Orly is a fiction film by the German director Angela Schanelec from 2010. The drama was shown during the 60th Berlin International Film Festival as part of the Forum festival section. In Orly, Schanelec follows four different couple stories at Paris-Orly Airport .

History of origin

After Places in Cities (1998) and Marseille (2004), Angela Schanelec's film Orly is set back in France. Schanelec got the idea for the film while she was waiting with her cameraman Reinhold vorneider in Paris-Orly for the return flight to Berlin. Both had visited the French capital for the start of Schanelec's film Marseille . Both were sitting in a restaurant and the director began to imagine what kind of stories the fellow travelers might have. Another reason for the realization of the film was the large passenger terminal, which Schanelec found full of light, spacious and transparent. For her, it was about the calm that can arise while waiting in a place where movement, the functioning of processes, is important. "[...] this creates a certain passivity," says Schanelec, who means leaving the figures in the room. “[...] in this passivity, completely different things are possible than when one acts constantly or has the feeling that one has to act. That was my aim: to tell this time that people can basically easily spend doing nothing, in which they actually have no right. "

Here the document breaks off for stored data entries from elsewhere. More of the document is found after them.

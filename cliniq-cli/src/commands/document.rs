//! Document command handlers
//!
//! Clinical review of extracted fields, validation, FHIR export, ABDM
//! submission and the audit trail of a single document.

use anyhow::{Context, Result, anyhow, bail};
use clap::Subcommand;
use cliniq_client::ClinIqClient;
use cliniq_core::domain::audit::AuditEntry;
use cliniq_core::domain::document::ExtractedFields;
use cliniq_core::domain::validation::{ValidationReport, issue_message};
use colored::*;
use serde_json::Value as JsonValue;
use std::path::{Path, PathBuf};

use super::save_bundle;
use crate::config::Config;

/// Document subcommands
#[derive(Subcommand)]
pub enum DocumentCommands {
    /// Show the extracted fields of a document
    Extracted {
        /// Document ID
        id: String,
    },
    /// Correct extracted fields
    Patch {
        /// Document ID
        id: String,

        /// JSON file with the fields to update
        #[arg(short, long)]
        file: Option<PathBuf>,

        /// Field updates as key=value pairs; values are parsed as JSON when possible
        #[arg(short, long, value_parser = parse_key_val)]
        set: Vec<(String, String)>,
    },
    /// Run NHCX validation on the document's FHIR bundle
    Validate {
        /// Document ID
        id: String,
    },
    /// Show the latest validation report
    Validation {
        /// Document ID
        id: String,
    },
    /// Print the document's FHIR resource
    Fhir {
        /// Document ID
        id: String,
    },
    /// Download the document's FHIR bundle
    Download {
        /// Document ID
        id: String,

        /// Output file or directory
        #[arg(short, long)]
        output: Option<PathBuf>,
    },
    /// Submit the document's bundle to ABDM
    Submit {
        /// Document ID
        id: String,
    },
    /// Show the change history of the document
    Audit {
        /// Document ID
        id: String,
    },
}

/// Parse a single key=value pair
fn parse_key_val(s: &str) -> Result<(String, String)> {
    let pos = s
        .find('=')
        .ok_or_else(|| anyhow!("invalid KEY=value: no `=` found in `{}`", s))?;
    Ok((s[..pos].to_string(), s[pos + 1..].to_string()))
}

/// Handle document commands
///
/// Routes document subcommands to their respective handlers.
pub async fn handle_document_command(command: DocumentCommands, config: &Config) -> Result<()> {
    let client = config.client();

    match command {
        DocumentCommands::Extracted { id } => show_extracted(&client, &id).await,
        DocumentCommands::Patch { id, file, set } => {
            patch_extracted(&client, &id, file.as_deref(), set).await
        }
        DocumentCommands::Validate { id } => validate(&client, &id).await,
        DocumentCommands::Validation { id } => show_validation(&client, &id).await,
        DocumentCommands::Fhir { id } => show_fhir(&client, &id).await,
        DocumentCommands::Download { id, output } => download(&client, &id, output).await,
        DocumentCommands::Submit { id } => submit(&client, &id).await,
        DocumentCommands::Audit { id } => show_audit(&client, &id).await,
    }
}

/// Print the extracted fields as pretty JSON
async fn show_extracted(client: &ClinIqClient, id: &str) -> Result<()> {
    let fields = client
        .get_extracted(id)
        .await
        .with_context(|| format!("Failed to load extracted data for document {}", id))?;

    if fields.is_empty() {
        println!("{}", "No extracted data yet.".yellow());
        return Ok(());
    }

    println!("{}", format!("Extracted data for document {}:", id).bold());
    println!("{}", serde_json::to_string_pretty(&fields)?);

    Ok(())
}

/// Send field corrections from a file and/or `--set` pairs
async fn patch_extracted(
    client: &ClinIqClient,
    id: &str,
    file: Option<&Path>,
    set: Vec<(String, String)>,
) -> Result<()> {
    let mut changes = match file {
        Some(path) => {
            let raw = tokio::fs::read_to_string(path)
                .await
                .with_context(|| format!("Failed to read {}", path.display()))?;
            parse_fields(&raw).with_context(|| format!("Invalid field file {}", path.display()))?
        }
        None => ExtractedFields::new(),
    };

    for (key, value) in set {
        changes.insert(key, parse_field_value(&value));
    }

    if changes.is_empty() {
        bail!("Nothing to update: pass --file and/or --set key=value");
    }

    let updated = client
        .patch_extracted(id, &changes)
        .await
        .context("Failed to update extracted data")?;

    println!(
        "{} Updated {} field(s) on document {}",
        "✓".green(),
        changes.len(),
        id.cyan()
    );
    println!("{}", serde_json::to_string_pretty(&updated)?);

    Ok(())
}

/// Parse a JSON document that must be an object of fields
fn parse_fields(raw: &str) -> Result<ExtractedFields> {
    match serde_json::from_str::<JsonValue>(raw)? {
        JsonValue::Object(map) => Ok(map),
        _ => bail!("expected a JSON object of fields"),
    }
}

/// Interpret a `--set` value as JSON, falling back to a plain string
fn parse_field_value(raw: &str) -> JsonValue {
    serde_json::from_str(raw).unwrap_or_else(|_| JsonValue::String(raw.to_string()))
}

/// Trigger validation and show the resulting report
async fn validate(client: &ClinIqClient, id: &str) -> Result<()> {
    let response = client
        .trigger_validation(id)
        .await
        .context("Validation failed")?;

    if !response.status.is_empty() {
        println!("Validation status: {}", response.status.cyan());
    }

    show_validation(client, id).await
}

/// Fetch and print the validation report
async fn show_validation(client: &ClinIqClient, id: &str) -> Result<()> {
    let report = client
        .get_validation_report(id)
        .await
        .with_context(|| format!("Failed to load validation report for document {}", id))?;

    print_validation_report(&report);

    Ok(())
}

fn print_validation_report(report: &ValidationReport) {
    let verdict = if report.passed() {
        "PASS".green().bold()
    } else {
        "FAIL".red().bold()
    };

    println!("{}", "Validation Report:".bold());
    println!("  Document:     {}", report.document_id.cyan());
    println!("  Result:       {}", verdict);
    println!("  Health score: {:.1}", report.bundle_health_score);

    print_issues("Errors", &report.errors, |m| m.red());
    print_issues("Warnings", &report.warnings, |m| m.yellow());
    print_issues("Info", &report.info, |m| m.dimmed());

    if !report.nhcx_compliance_checklist.is_empty() {
        println!("\n{}", "NHCX Compliance:".bold());
        for item in &report.nhcx_compliance_checklist {
            let passed = item.get("passed").and_then(JsonValue::as_bool);
            let mark = match passed {
                Some(true) => "✓".green(),
                Some(false) => "✗".red(),
                None => "•".dimmed(),
            };
            let label = item
                .get("item")
                .or_else(|| item.get("label"))
                .and_then(JsonValue::as_str)
                .map(str::to_string)
                .unwrap_or_else(|| issue_message(item));
            println!("  {} {}", mark, label);
        }
    }
}

fn print_issues(title: &str, issues: &[JsonValue], paint: impl Fn(&str) -> ColoredString) {
    if issues.is_empty() {
        return;
    }

    println!("\n{}", format!("{} ({}):", title, issues.len()).bold());
    for issue in issues {
        println!("  • {}", paint(issue_message(issue).as_str()));
    }
}

/// Print the FHIR resource as pretty JSON
async fn show_fhir(client: &ClinIqClient, id: &str) -> Result<()> {
    let resource = client
        .get_document_fhir(id)
        .await
        .with_context(|| format!("Failed to load FHIR resource for document {}", id))?;

    println!("{}", serde_json::to_string_pretty(&resource)?);

    Ok(())
}

/// Download and save the FHIR bundle
async fn download(client: &ClinIqClient, id: &str, output: Option<PathBuf>) -> Result<()> {
    let bundle = client
        .download_document_bundle(id)
        .await
        .context("Download failed")?;
    let path = save_bundle(&bundle, output.as_deref()).await?;

    println!(
        "{} Saved FHIR bundle to {}",
        "✓".green(),
        path.display().to_string().cyan()
    );

    Ok(())
}

/// Submit to ABDM and print the assigned reference
async fn submit(client: &ClinIqClient, id: &str) -> Result<()> {
    let submission = client
        .submit_to_abdm(id)
        .await
        .context("ABDM submission failed")?;

    println!("{}", "✓ Submitted to ABDM".green().bold());
    println!("  Status:    {}", submission.status);
    println!("  Reference: {}", submission.abha_reference.cyan());
    println!(
        "  Time:      {}",
        submission.timestamp.format("%Y-%m-%d %H:%M:%S")
    );

    Ok(())
}

/// Print the audit trail in server order
async fn show_audit(client: &ClinIqClient, id: &str) -> Result<()> {
    let entries = client
        .get_audit_log(id)
        .await
        .with_context(|| format!("Failed to load audit trail for document {}", id))?;

    if entries.is_empty() {
        println!("{}", "No audit entries for this document.".yellow());
        return Ok(());
    }

    println!("{}", format!("Audit trail for document {}:", id).bold());
    println!("{}", "─".repeat(80).dimmed());
    for entry in &entries {
        print_audit_entry(entry);
    }
    println!("{}", "─".repeat(80).dimmed());

    Ok(())
}

fn print_audit_entry(entry: &AuditEntry) {
    let change = match (&entry.old_value, &entry.new_value) {
        (Some(old), Some(new)) => format!("{} → {}", old.red(), new.green()),
        (None, Some(new)) => format!("→ {}", new.green()),
        (Some(old), None) => format!("{} →", old.red()),
        (None, None) => String::new(),
    };

    let field = if entry.field_path.is_empty() {
        String::new()
    } else {
        format!(" {}", entry.field_path.cyan())
    };

    println!(
        "{} [{}] {}{} {}",
        entry
            .timestamp
            .format("%Y-%m-%d %H:%M:%S")
            .to_string()
            .dimmed(),
        entry.actor,
        entry.action.bold(),
        field,
        change
    );
}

Schanelec developed the individual narrative strands one after the other, with few points of contact. According to Schanelec, the space and the simultaneity of the events should suffice as a connection. She later noticed that this added to the fugitive's atmosphere. Because of the cost, it was unclear whether the film could actually be made at Orly Airport in Paris. Therefore, she conceived the plot so that the film could also be set at other airports such as Amsterdam or Zurich . In addition to the strangeness, according to Schanelec, it was also the “elusive beauty of the city” and the work with French actors that made the difference. She wrote the film script in German, which was translated into French by her long-time translator Frédéric Moriette. The characters changed during the translation process. While the German dialogues were characterized by a certain brevity, according to the director, French is more rampant.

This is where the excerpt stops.